» Problem
Your task is to filter the data below down to the lines holding "CallToAction".

================================

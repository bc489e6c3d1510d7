//! Portfolio content records
//!
//! Everything on the page that is not interactive state lives here as
//! immutable, `'static` reference data. The records are `Serialize` so the
//! whole portfolio can be exported with `folio content`.

mod data;

pub use data::PORTFOLIO;

use crate::nav::SectionId;
use serde::Serialize;

/// Hero banner and contact identity
#[derive(Debug, Clone, Serialize)]
pub struct Profile {
    pub name: &'static str,
    /// Monogram shown at the left of the navigation bar
    pub monogram: &'static str,
    pub badge: &'static str,
    pub tagline: &'static str,
    pub summary: &'static str,
    /// Opaque asset reference, displayed but never loaded
    pub portrait: &'static str,
    pub phone: &'static str,
    pub email: &'static str,
    pub location: &'static str,
}

impl Profile {
    pub fn phone_uri(&self) -> String {
        format!("tel:{}", self.phone)
    }

    pub fn email_uri(&self) -> String {
        format!("mailto:{}", self.email)
    }
}

/// In-page call-to-action button
#[derive(Debug, Clone, Serialize)]
pub struct CallToAction {
    pub label: &'static str,
    pub target: SectionId,
}

#[derive(Debug, Clone, Serialize)]
pub struct NavItem {
    pub label: &'static str,
    pub target: SectionId,
}

/// Labelled fact card in the about section
#[derive(Debug, Clone, Serialize)]
pub struct Fact {
    pub label: &'static str,
    pub value: &'static str,
}

#[derive(Debug, Clone, Serialize)]
pub struct About {
    pub heading: &'static str,
    pub paragraphs: &'static [&'static str],
    pub facts: &'static [Fact],
}

#[derive(Debug, Clone, Serialize)]
pub struct ExperienceEntry {
    pub title: &'static str,
    pub organization: &'static str,
    /// Empty when the period is not published
    pub period: &'static str,
    pub description: &'static str,
}

#[derive(Debug, Clone, Serialize)]
pub struct SkillCategory {
    pub title: &'static str,
    pub icon: &'static str,
    pub skills: &'static [&'static str],
}

#[derive(Debug, Clone, Serialize)]
pub struct GalleryItem {
    pub image: &'static str,
    pub title: &'static str,
    pub description: &'static str,
}

#[derive(Debug, Clone, Serialize)]
pub struct Certification {
    pub title: &'static str,
    pub issuer: &'static str,
    pub year: &'static str,
    pub link: Option<&'static str>,
}

#[derive(Debug, Clone, Serialize)]
pub struct Contact {
    pub heading: &'static str,
    pub intro: &'static str,
    pub availability: &'static str,
}

#[derive(Debug, Clone, Serialize)]
pub struct Footer {
    pub copyright: &'static str,
    pub motto: &'static str,
}

/// The complete page, in render order
#[derive(Debug, Clone, Serialize)]
pub struct Portfolio {
    pub profile: Profile,
    pub nav: &'static [NavItem],
    pub actions: &'static [CallToAction],
    pub about: About,
    pub experience_heading: &'static str,
    pub experience: &'static [ExperienceEntry],
    pub skills_heading: &'static str,
    pub skills: &'static [SkillCategory],
    pub gallery_heading: &'static str,
    pub gallery_intro: &'static str,
    pub gallery: &'static [GalleryItem],
    pub certifications_heading: &'static str,
    pub certifications: &'static [Certification],
    pub contact: Contact,
    pub footer: Footer,
}

#[cfg(test)]
mod tests {
    use super::*;

    #[test]
    fn nav_items_cover_every_section_in_order() {
        let targets: Vec<_> = PORTFOLIO.nav.iter().map(|item| item.target).collect();
        assert_eq!(targets, SectionId::ALL.to_vec());
        for item in PORTFOLIO.nav {
            assert_eq!(item.label, item.target.label());
        }
    }

    #[test]
    fn content_counts() {
        assert_eq!(PORTFOLIO.experience.len(), 3);
        assert_eq!(PORTFOLIO.skills.len(), 3);
        assert_eq!(PORTFOLIO.gallery.len(), 4);
        assert_eq!(PORTFOLIO.certifications.len(), 6);
        assert!(PORTFOLIO.skills.iter().all(|c| c.skills.len() == 5));
    }

    #[test]
    fn link_uris() {
        assert_eq!(PORTFOLIO.profile.phone_uri(), "tel:9909242453");
        assert_eq!(
            PORTFOLIO.profile.email_uri(),
            "mailto:nehalpatel19777@gmail.com"
        );
        assert!(PORTFOLIO
            .certifications
            .iter()
            .filter_map(|c| c.link)
            .all(|link| link.starts_with("https://")));
    }

    #[test]
    fn exports_as_json() {
        let json = serde_json::to_value(&PORTFOLIO).unwrap();
        assert_eq!(json["profile"]["name"], "Nehal Patel");
        assert_eq!(json["nav"][2]["target"], "experience");
        assert_eq!(json["actions"][0]["target"], "contact");
    }
}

================================

» Your response
pub struct CallToAction {
    pub actions: &'static [CallToAction],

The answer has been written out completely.